Les ouvrages spécialisés de droit qu'on trouve en librairies (et
qui ont indiscutablement certaines qualités, par exemple celle d'avoir
un plan extrêmement bien structuré) ne s'adressent pas à nous autres
scientifiques, et ne vont pas répondre aux questions que nous nous
posons naturellement quand on nous dit telle ou telle chose, questions
qui sont sans doute assez différentes de celles que doivent se poser
(outre il y aura ça à l'examen ?
) les étudiants en droit à qui
ces ouvrages s'adressent, et à plus forte raison de celles des
praticiens du droit. Surtout que, quiconque a un peu fréquenté ce
blog sait que non seulement j'ai sur beaucoup de choses un point de
vue de scientifique mais j'en ai aussi un de théoricien (pour ne pas
utiliser un terme plus salace).
Quant aux ouvrages de vulgarisation du droit destinés au grand public,
ils n'ont essentiellement aucun intérêt pour qui s'intéresse,
justement, à la théorie.
Il y a naturellement d'autres ressources intéressantes qu'on peut trouver çà et là, notamment en ligne : Wikipédia évidemment (très précieux sur certains sujets, complètement incohérent sur d'autres), certains blogs de juristes (je pense notamment à Verfassungsblog pour le droit constitutionnel/politique comparé et Jus politicum pour son analogue français), divers sites institutionnels (par exemple les cahiers du Conseil constitutionnel), mais mentionnons aussi ce très précieux Guide de légistique (qui est une documentation interne utilisée par les services gouvernementaux qui rédigent les lois et le règlement, et qui regorge d'informations intéressantes sur les procédures et l'art d'écrire le droit).
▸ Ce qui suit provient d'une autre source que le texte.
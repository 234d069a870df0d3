use anyhow::{Context, Result};
use serde::Deserialize;
use std::env;
use std::fs;
use std::path::{Path, PathBuf};
use std::time::Duration;

use boq_core::BoqError;
use boq_index::{IndexSpec, Metric, PineconeConfig, ReadinessPolicy};
use boq_llm::LlmProvider;

pub const DEFAULT_CONFIG_FILE: &str = "boq.toml";
pub const DEFAULT_DIMENSION: usize = 768;
pub const DEFAULT_EMBEDDING_MODEL: &str = "sentence-transformers/all-mpnet-base-v2";
pub const DEFAULT_TOP_K: usize = 1;

#[derive(Debug, Clone, Copy, PartialEq, Eq)]
pub enum EmbeddingProvider {
    Tei,
    OpenAi,
    Hash,
}

impl EmbeddingProvider {
    pub fn from_str(value: &str) -> Option<Self> {
        match value.trim().to_lowercase().as_str() {
            "tei" => Some(EmbeddingProvider::Tei),
            "openai" => Some(EmbeddingProvider::OpenAi),
            "hash" => Some(EmbeddingProvider::Hash),
            _ => None,
        }
    }
}

#[derive(Debug, Clone)]
pub struct EmbeddingConfig {
    pub provider: EmbeddingProvider,
    pub model: String,
    pub url: String,
    pub dimensions: usize,
}

#[derive(Debug, Clone)]
pub struct BoqConfig {
    pub pinecone_api_key: String,
    pub index_name: String,
    pub pinecone_cloud: String,
    pub pinecone_region: String,
    pub pinecone_controller_url: String,
    pub dimension: usize,
    pub metric: Metric,
    pub embedding: EmbeddingConfig,
    pub llm_provider: LlmProvider,
    pub llm_model: String,
    pub llm_timeout: Duration,
    pub output_dir: PathBuf,
    pub price_file: PathBuf,
    pub top_k: usize,
    pub ready_timeout: Duration,
    pub ready_poll: Duration,
}

impl BoqConfig {
    /// Defaults for everything except the two required settings.
    pub fn new(pinecone_api_key: impl Into<String>, index_name: impl Into<String>) -> Self {
        Self {
            pinecone_api_key: pinecone_api_key.into(),
            index_name: index_name.into(),
            pinecone_cloud: "aws".to_string(),
            pinecone_region: "us-east-1".to_string(),
            pinecone_controller_url: "https://api.pinecone.io".to_string(),
            dimension: DEFAULT_DIMENSION,
            metric: Metric::Cosine,
            embedding: EmbeddingConfig {
                provider: EmbeddingProvider::Tei,
                model: DEFAULT_EMBEDDING_MODEL.to_string(),
                url: "http://localhost:8080".to_string(),
                dimensions: DEFAULT_DIMENSION,
            },
            llm_provider: LlmProvider::OpenAi,
            llm_model: LlmProvider::OpenAi.default_model().to_string(),
            llm_timeout: Duration::from_secs(60),
            output_dir: PathBuf::from("outputs"),
            price_file: PathBuf::from("data/price_list.xlsx"),
            top_k: DEFAULT_TOP_K,
            ready_timeout: Duration::from_secs(120),
            ready_poll: Duration::from_millis(1000),
        }
    }

    /// Defaults, then the TOML file (if present), then the process environment.
    pub fn load(path: &Path) -> Result<Self> {
        let file = FileConfig::read(path)?;
        Self::from_sources(file, |key| env::var(key).ok())
    }

    pub fn from_sources(
        file: FileConfig,
        lookup: impl Fn(&str) -> Option<String>,
    ) -> Result<Self> {
        let get = |key: &str| lookup(key).filter(|value| !value.trim().is_empty());
        let api_key = get("PINECONE_API_KEY").ok_or_else(|| {
            BoqError::Config("PINECONE_API_KEY is not set".to_string())
        })?;
        let index_name = get("PINECONE_INDEX_NAME")
            .or(file.pinecone.index_name)
            .ok_or_else(|| BoqError::Config("PINECONE_INDEX_NAME is not set".to_string()))?;
        let mut cfg = Self::new(api_key, index_name);

        if let Some(cloud) = get("PINECONE_CLOUD").or(file.pinecone.cloud) {
            cfg.pinecone_cloud = cloud;
        }
        if let Some(region) = get("PINECONE_REGION").or(file.pinecone.region) {
            cfg.pinecone_region = region;
        }
        if let Some(url) = get("PINECONE_CONTROLLER_URL").or(file.pinecone.controller_url) {
            cfg.pinecone_controller_url = url;
        }
        if let Some(dimension) = parsed(get("BOQ_INDEX_DIMENSION"), "BOQ_INDEX_DIMENSION")?
            .or(file.index.dimension)
        {
            cfg.dimension = dimension;
        }
        if let Some(metric) = get("BOQ_INDEX_METRIC").or(file.index.metric) {
            cfg.metric = Metric::from_str(&metric)
                .ok_or_else(|| BoqError::Config(format!("unknown index metric {metric}")))?;
        }

        if let Some(provider) = get("EMBEDDING_PROVIDER").or(file.embedding.provider) {
            cfg.embedding.provider = EmbeddingProvider::from_str(&provider).ok_or_else(|| {
                BoqError::Config(format!("unknown embedding provider {provider}"))
            })?;
        }
        if let Some(model) = get("EMBEDDING_MODEL").or(file.embedding.model) {
            cfg.embedding.model = model;
        }
        if let Some(url) = get("EMBEDDING_URL").or(file.embedding.url) {
            cfg.embedding.url = url;
        }
        cfg.embedding.dimensions = cfg.dimension;

        if let Some(provider) = get("BOQ_LLM_PROVIDER").or(file.llm.provider) {
            cfg.llm_provider = LlmProvider::from_str(&provider)
                .ok_or_else(|| BoqError::Config(format!("unknown llm provider {provider}")))?;
            cfg.llm_model = cfg.llm_provider.default_model().to_string();
        }
        if let Some(model) = get("BOQ_LLM_MODEL").or(file.llm.model) {
            cfg.llm_model = model;
        }
        if let Some(secs) =
            parsed(get("BOQ_LLM_TIMEOUT_SECS"), "BOQ_LLM_TIMEOUT_SECS")?.or(file.llm.timeout_secs)
        {
            cfg.llm_timeout = Duration::from_secs(secs);
        }

        if let Some(dir) = get("BOQ_OUTPUT_DIR").or(file.paths.output_dir) {
            cfg.output_dir = PathBuf::from(dir);
        }
        if let Some(prices) = get("BOQ_PRICE_FILE").or(file.paths.price_file) {
            cfg.price_file = PathBuf::from(prices);
        }
        if let Some(top_k) = parsed(get("BOQ_TOP_K"), "BOQ_TOP_K")?.or(file.query.top_k) {
            cfg.top_k = top_k;
        }
        if let Some(secs) = parsed(get("BOQ_READY_TIMEOUT_SECS"), "BOQ_READY_TIMEOUT_SECS")?
            .or(file.readiness.timeout_secs)
        {
            cfg.ready_timeout = Duration::from_secs(secs);
        }
        if let Some(ms) =
            parsed(get("BOQ_READY_POLL_MS"), "BOQ_READY_POLL_MS")?.or(file.readiness.poll_ms)
        {
            cfg.ready_poll = Duration::from_millis(ms);
        }

        cfg.validate()?;
        Ok(cfg)
    }

    pub fn validate(&self) -> Result<()> {
        if self.dimension == 0 {
            return Err(BoqError::Config("index dimension must be positive".to_string()).into());
        }
        if self.embedding.dimensions != self.dimension {
            return Err(BoqError::Config(format!(
                "embedding dimension {} does not match index dimension {}",
                self.embedding.dimensions, self.dimension
            ))
            .into());
        }
        if self.top_k == 0 {
            return Err(BoqError::Config("top_k must be at least 1".to_string()).into());
        }
        Ok(())
    }

    pub fn index_spec(&self) -> IndexSpec {
        IndexSpec {
            name: self.index_name.clone(),
            dimension: self.dimension,
            metric: self.metric,
            cloud: self.pinecone_cloud.clone(),
            region: self.pinecone_region.clone(),
        }
    }

    pub fn readiness_policy(&self) -> ReadinessPolicy {
        ReadinessPolicy::new(self.ready_timeout, self.ready_poll)
    }

    pub fn pinecone(&self) -> PineconeConfig {
        PineconeConfig {
            controller_url: self.pinecone_controller_url.clone(),
            ..PineconeConfig::new(self.pinecone_api_key.clone())
        }
    }
}

fn parsed<T: std::str::FromStr>(value: Option<String>, key: &str) -> Result<Option<T>> {
    match value {
        Some(raw) => raw
            .trim()
            .parse::<T>()
            .map(Some)
            .map_err(|_| BoqError::Config(format!("{key} has an invalid value: {raw}")).into()),
        None => Ok(None),
    }
}

/// Optional `boq.toml`; every key may be omitted.
#[derive(Debug, Default, Deserialize)]
#[serde(default)]
pub struct FileConfig {
    pub pinecone: PineconeSection,
    pub index: IndexSection,
    pub embedding: EmbeddingSection,
    pub llm: LlmSection,
    pub paths: PathsSection,
    pub query: QuerySection,
    pub readiness: ReadinessSection,
}

#[derive(Debug, Default, Deserialize)]
#[serde(default)]
pub struct PineconeSection {
    pub index_name: Option<String>,
    pub cloud: Option<String>,
    pub region: Option<String>,
    pub controller_url: Option<String>,
}

#[derive(Debug, Default, Deserialize)]
#[serde(default)]
pub struct IndexSection {
    pub dimension: Option<usize>,
    pub metric: Option<String>,
}

#[derive(Debug, Default, Deserialize)]
#[serde(default)]
pub struct EmbeddingSection {
    pub provider: Option<String>,
    pub model: Option<String>,
    pub url: Option<String>,
}

#[derive(Debug, Default, Deserialize)]
#[serde(default)]
pub struct LlmSection {
    pub provider: Option<String>,
    pub model: Option<String>,
    pub timeout_secs: Option<u64>,
}

#[derive(Debug, Default, Deserialize)]
#[serde(default)]
pub struct PathsSection {
    pub output_dir: Option<String>,
    pub price_file: Option<String>,
}

#[derive(Debug, Default, Deserialize)]
#[serde(default)]
pub struct QuerySection {
    pub top_k: Option<usize>,
}

#[derive(Debug, Default, Deserialize)]
#[serde(default)]
pub struct ReadinessSection {
    pub timeout_secs: Option<u64>,
    pub poll_ms: Option<u64>,
}

impl FileConfig {
    pub fn read(path: &Path) -> Result<Self> {
        if !path.exists() {
            return Ok(Self::default());
        }
        let contents = fs::read_to_string(path)
            .with_context(|| format!("failed to read config {}", path.display()))?;
        Self::parse(&contents).with_context(|| format!("invalid config {}", path.display()))
    }

    pub fn parse(contents: &str) -> Result<Self> {
        Ok(toml::from_str(contents)?)
    }
}

#[cfg(test)]
mod tests {
    use super::*;
    use std::collections::HashMap;

    fn env_of(pairs: &[(&str, &str)]) -> impl Fn(&str) -> Option<String> {
        let map: HashMap<String, String> = pairs
            .iter()
            .map(|(k, v)| (k.to_string(), v.to_string()))
            .collect();
        move |key| map.get(key).cloned()
    }

    #[test]
    fn missing_credentials_refuse_to_start() {
        let err = BoqConfig::from_sources(FileConfig::default(), env_of(&[])).unwrap_err();
        assert!(matches!(
            err.downcast_ref::<BoqError>(),
            Some(BoqError::Config(msg)) if msg.contains("PINECONE_API_KEY")
        ));
        let err = BoqConfig::from_sources(
            FileConfig::default(),
            env_of(&[("PINECONE_API_KEY", "pk-test")]),
        )
        .unwrap_err();
        assert!(err.to_string().contains("PINECONE_INDEX_NAME"));
    }

    #[test]
    fn environment_overrides_file() {
        let file = FileConfig::parse(
            r#"
            [pinecone]
            index_name = "from-file"
            [index]
            dimension = 384
            [query]
            top_k = 3
            "#,
        )
        .unwrap();
        let cfg = BoqConfig::from_sources(
            file,
            env_of(&[
                ("PINECONE_API_KEY", "pk-test"),
                ("PINECONE_INDEX_NAME", "from-env"),
                ("EMBEDDING_PROVIDER", "hash"),
            ]),
        )
        .unwrap();
        assert_eq!(cfg.index_name, "from-env");
        assert_eq!(cfg.dimension, 384);
        assert_eq!(cfg.embedding.dimensions, 384);
        assert_eq!(cfg.embedding.provider, EmbeddingProvider::Hash);
        assert_eq!(cfg.top_k, 3);
        assert_eq!(cfg.metric, Metric::Cosine);
    }

    #[test]
    fn invalid_numbers_are_configuration_errors() {
        let err = BoqConfig::from_sources(
            FileConfig::default(),
            env_of(&[
                ("PINECONE_API_KEY", "pk-test"),
                ("PINECONE_INDEX_NAME", "boq"),
                ("BOQ_TOP_K", "many"),
            ]),
        )
        .unwrap_err();
        assert!(matches!(
            err.downcast_ref::<BoqError>(),
            Some(BoqError::Config(_))
        ));
    }

    #[test]
    fn missing_file_means_defaults() {
        let dir = tempfile::tempdir().unwrap();
        let file = FileConfig::read(&dir.path().join("boq.toml")).unwrap();
        assert!(file.pinecone.index_name.is_none());
    }
}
Il y a aussi des informations étonnamment claires et précises concernant certaines questions de droit administratif sur le site de la CFDT Fonctions Publiques (par exemple ici et là), et ne négligeons pas la Grande Bibliothèque du Droit du Barreau de Paris (c'est une sorte de Wiki interne du Barreau), et ce cours de droit en ligne dont la qualité des fiches est cependant très inégale. Mais tout ça part, évidemment, un peu dans tous les sens.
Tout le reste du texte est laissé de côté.